La violenza, in ogni sua forma, anche solo verbale, contrariamente a quanto si può pensare è sintomo di debolezza, non di forza.
La paura, di qualsiasi genere, arma la mano o la lingua del violento, che con quel gesto tenta strenuamente di difendere sè stesso di fronte a ciò cui non sa dare altra e più matura risposta.
La paura di perdere il proprio ruolo dominante, od anche solo il desiderio di rimarcarlo (per paura di perderlo), porta alcuni uomini ad usare la violenza fisica o psicologica sulle donne, e molte donne sono maestre nell'arte della violenza psicologica, laddove quella fisica viene loro ad essere meno consona per evidenti motivi.
Resta il fatto che, se chi subisce violenza è vittima di chi gliela impone, chi pratica la violenza è vittima di sè stesso e delle proprie paure, e trova giustificazioni d'ogni genere per il proprio gesto, avvallando diritto di difendere in quel modo il proprio orgoglio, dignità, ruolo.
Chi subisce violenza va difeso, chi la pratica va curato (in separate sedi!)


----------



## Old Italia1 (6 Dicembre 2008)

Alce Veloce ha detto:


> La violenza, in ogni sua forma, anche solo verbale, contrariamente a quanto si può pensare è sintomo di debolezza, non di forza.
> La paura, di qualsiasi genere, arma la mano o la lingua del violento, che con quel gesto tenta strenuamente di difendere sè stesso di fronte a ciò cui non sa dare altra e più matura risposta.
> La paura di perdere il proprio ruolo dominante, od anche solo il desiderio di rimarcarlo (per paura di perderlo), porta alcuni uomini ad usare la violenza fisica o psicologica sulle donne, e molte donne sono maestre nell'arte della violenza psicologica, laddove quella fisica viene loro ad essere meno consona per evidenti motivi.
> Resta il fatto che, se chi subisce violenza è vittima di chi gliela impone, chi pratica la violenza è vittima di sè stesso e delle proprie paure, e trova giustificazioni d'ogni genere per il proprio gesto, avvallando diritto di difendere in quel modo il proprio orgoglio, dignità, ruolo.
> Chi subisce violenza va difeso, chi la pratica va curato (in separate sedi!)

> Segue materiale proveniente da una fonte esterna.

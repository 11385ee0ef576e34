//! Infrastructure layer: wire DTOs, the in-memory storage collaborator and
//! the WebSocket connection manager.

pub mod dto;
pub mod message_pusher;
pub mod repository;
//! UseCase: チャマ（ルーム）への参加処理
//!
//! ### どのような状況を想定しているか
//! - 正常系：メンバーが参加し、Room Membership Index に追加される
//! - 異常系：存在しないチャマ、メンバーではないユーザー（以前のルームに留まる）
//! - エッジケース：別のチャマへの切り替え（以前のルームから先に削除される）

use std::sync::Arc;

use crate::domain::{
    AuthenticatedSession, ChamaId, ChatRepository, Connection, MessagePusher,
};

use super::error::ChatError;

/// チャマ参加のユースケース
pub struct JoinChamaUseCase {
    repository: Arc<dyn ChatRepository>,
    message_pusher: Arc<dyn MessagePusher>,
}

impl JoinChamaUseCase {
    pub fn new(
        repository: Arc<dyn ChatRepository>,
        message_pusher: Arc<dyn MessagePusher>,
    ) -> Self {
        Self {
            repository,
            message_pusher,
        }
    }

    /// チャマ参加を実行
    ///
    /// # Returns
    ///
    /// * `Ok(Option<ChamaId>)` - 参加成功（退出したチャマがあればその ID）
    /// * `Err(ChatError)` - `RoomNotFound` / `NotARoomMember`
    pub async fn execute(
        &self,
        session: &AuthenticatedSession,
        chama_id: ChamaId,
        connection: Connection,
    ) -> Result<Option<ChamaId>, ChatError> {
        // 1. チャマの存在確認
        self.repository
            .get_chama(chama_id)
            .await?
            .ok_or(ChatError::RoomNotFound)?;

        // 2. メンバーシップ確認
        self.repository
            .get_chama_member(chama_id, session.user_id())
            .await?
            .ok_or(ChatError::NotARoomMember)?;

        // 3. Room Membership Index に追加（以前のルームからは先に削除される）
        let previous = self
            .message_pusher
            .join_room(chama_id, session.user_id(), connection)
            .await;

        Ok(previous)
    }
}
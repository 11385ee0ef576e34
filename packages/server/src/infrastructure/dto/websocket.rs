//! WebSocket frame DTOs.
//!
//! Every frame is a JSON object with a `type` discriminator; field names are
//! camelCase on the wire.

use serde::{Deserialize, Serialize};

/// Raw client frame as received from the socket.
///
/// All fields are optional so that a missing field is reported as a
/// validation error naming the field, rather than as a parse failure.
#[derive(Debug, Clone, PartialEq, Eq, Deserialize)]
#[serde(tag = "type", rename_all = "snake_case", rename_all_fields = "camelCase")]
pub enum ClientFrameDto {
    Auth {
        user_id: Option<i64>,
    },
    JoinChama {
        chama_id: Option<i64>,
    },
    DirectMessage {
        receiver_id: Option<i64>,
        content: Option<String>,
        item_id: Option<i64>,
    },
    ChamaMessage {
        chama_id: Option<i64>,
        content: Option<String>,
    },
    MarkRead {
        message_id: Option<i64>,
    },
}

/// Frame sent from the server to a client.
#[derive(Debug, Clone, PartialEq, Eq, Serialize)]
#[serde(tag = "type", rename_all = "snake_case", rename_all_fields = "camelCase")]
pub enum ServerFrameDto {
    AuthSuccess { user_id: i64 },
    JoinChamaSuccess { chama_id: i64 },
    DirectMessage { message: MessageDto },
    ChamaMessage { message: MessageDto },
    MessageSent { message_id: i64 },
    MessageRead { message_id: i64, read_by: i64 },
    Error { message: String },
}

/// Persisted message with its denormalized sender.
#[derive(Debug, Clone, PartialEq, Eq, Serialize)]
#[serde(rename_all = "camelCase")]
pub struct MessageDto {
    pub id: i64,
    pub sender_id: i64,
    pub receiver_id: Option<i64>,
    pub chama_id: Option<i64>,
    pub item_id: Option<i64>,
    pub content: String,
    pub is_read: bool,
    /// RFC 3339 (EAT)
    pub sent_at: String,
    pub sender: SenderDto,
}

#[derive(Debug, Clone, PartialEq, Eq, Serialize)]
#[serde(rename_all = "camelCase")]
pub struct SenderDto {
    pub id: i64,
    pub username: String,
    pub full_name: String,
    pub profile_pic: Option<String>,
}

 allora alce...di che si ta parlando?
tutto questo va benissimo e lo condivido riguardo a persone che usano la violenza fisica spesso e volentieri come strumento di comunicazione e sopraffazione..
un ipotetico uomo ha una donna e con la quale non ha particolari problemi (leggasi non la tracura, tradisce ecc..). mettiamo che la stessa va a letto col suo migliore amico per un suo capriccio (e ce ne sono)..se l'uomo in questione prima di mandarla a cagare e andarsene le tira un bello sganassone (più che meritato, che ci sarebbe da discutere?) ti sentiresti di fargli tutta questa filippica della difesa della donna e dirgli che dovrebbe farsi curare?
certo che se si parla di uomini che perchè magari la loro donna gli prepara un piatto di pasta scotta, la mandano in ospedale non hai ragione ma di più...


----------



## Persa/Ritrovata (6 Dicembre 2008)

Italia1 ha detto:


> allora alce...di che si ta parlando?
> tutto questo va benissimo e lo condivido riguardo a persone che usano la violenza fisica spesso e volentieri come strumento di comunicazione e sopraffazione..
> un ipotetico uomo ha una donna e con la quale non ha particolari problemi (leggasi non la tracura, tradisce ecc..). mettiamo che la stessa va a letto col suo migliore amico per un suo capriccio (e ce ne sono)..se l'uomo in questione prima di mandarla a cagare e andarsene le tira un bello sganassone (più che meritato, che ci sarebbe da discutere?) ti sentiresti di fargli tutta questa filippica della difesa della donna e dirgli che dovrebbe farsi curare?
> certo che se si parla di uomini che perchè magari la loro donna gli prepara un piatto di pasta scotta, la mandano in ospedale non hai ragione ma di più...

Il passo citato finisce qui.